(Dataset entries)
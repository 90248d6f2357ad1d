//! Zobrist key table and the `hash`/`equals` operations built on it.
//!
//! Key generation uses a hand-rolled xorshift64 generator seeded from a
//! process-start timestamp XORed into a fixed constant, not a general-
//! purpose RNG crate — this is the one place in the repository that rolls
//! its own PRNG, because the key schedule only needs 64 bits of spread per
//! slot and determinism-on-demand (see [`deterministic_seed`]) matters more
//! than statistical quality.

use crate::board::{ALL_COLORS, ALL_PIECES, Position};
use once_cell::sync::Lazy;

const FIXED_CONSTANT: u64 = 0x9E37_79B9_7F4A_7C15;

/// A minimal xorshift64 generator. Not cryptographically strong; adequate
/// for spreading Zobrist keys across the 64-bit space.
struct Xorshift64 {
    state: u64,
}

impl Xorshift64 {
    fn new(seed: u64) -> Self {
        Xorshift64 { state: if seed == 0 { FIXED_CONSTANT } else { seed } }
    }

    fn next_u64(&mut self) -> u64 {
        let mut x = self.state;
        x ^= x << 13;
        x ^= x >> 7;
        x ^= x << 17;
        self.state = x;
        x
    }
}

#[cfg(feature = "deterministic_zobrist")]
fn seed() -> u64 {
    FIXED_CONSTANT
}

#[cfg(not(feature = "deterministic_zobrist"))]
fn seed() -> u64 {
    use std::time::{SystemTime, UNIX_EPOCH};
    let nanos = SystemTime::now()
        .duration_since(UNIX_EPOCH)
        .map(|d| d.as_nanos() as u64)
        .unwrap_or(0);
    nanos ^ FIXED_CONSTANT
}

/// `piece[color][piece][square]`, `castling[0..16]` indexed by the raw
/// castling-rights byte, `en_passant[0..64]` indexed by target square,
/// and one `side_to_move` key XORed in only when it is Black's turn.
struct ZobristKeys {
    piece: [[[u64; 64]; 6]; 2],
    castling: [u64; 16],
    en_passant: [u64; 64],
    side_to_move: u64,
}

fn generate_keys() -> ZobristKeys {
    let mut rng = Xorshift64::new(seed());
    let mut piece = [[[0u64; 64]; 6]; 2];
    for color_keys in piece.iter_mut() {
        for piece_keys in color_keys.iter_mut() {
            for key in piece_keys.iter_mut() {
                *key = rng.next_u64();
            }
        }
    }
    let mut castling = [0u64; 16];
    for key in castling.iter_mut() {
        *key = rng.next_u64();
    }
    let mut en_passant = [0u64; 64];
    for key in en_passant.iter_mut() {
        *key = rng.next_u64();
    }
    let side_to_move = rng.next_u64();
    ZobristKeys { piece, castling, en_passant, side_to_move }
}

/// Process-wide key table. Initializes lazily on first use; every later
/// access reuses the same tables, making repeated "initialization" a no-op.
static KEYS: Lazy<ZobristKeys> = Lazy::new(generate_keys);

/// Compute the Zobrist hash of `position`.
pub fn hash(position: &Position) -> u64 {
    let keys = &*KEYS;
    let mut h = 0u64;

    for &color in &ALL_COLORS {
        for &piece in &ALL_PIECES {
            let mut bb = position.bb(color, piece);
            while bb != 0 {
                let sq = bb.trailing_zeros() as usize;
                bb &= bb - 1;
                h ^= keys.piece[color as usize][piece as usize][sq];
            }
        }
    }

    h ^= keys.castling[(position.castling_rights & 0b1111) as usize];

    if let Some(ep) = position.en_passant {
        h ^= keys.en_passant[ep.index() as usize];
    }

    if position.side_to_move == crate::board::Color::Black {
        h ^= keys.side_to_move;
    }

    h
}

/// Field-by-field equality of every bitboard and scalar field. Two
/// positions that hash equal but differ in some field are still
/// distinguished here, which is how the transposition table resolves
/// collisions.
pub fn equals(p: &Position, q: &Position) -> bool {
    p == q
}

* ACTIVITY
What you give back should be only the lines of the records above, starting at the line with "if let Some(ep)" and ending at the line with "field are still", restated word for word.

* ANSWER TO THE PROBLEM
    if let Some(ep) = position.en_passant {
        h ^= keys.en_passant[ep.index() as usize];
    }

    if position.side_to_move == crate::board::Color::Black {
        h ^= keys.side_to_move;
    }

    h
}

/// Field-by-field equality of every bitboard and scalar field. Two
/// positions that hash equal but differ in some field are still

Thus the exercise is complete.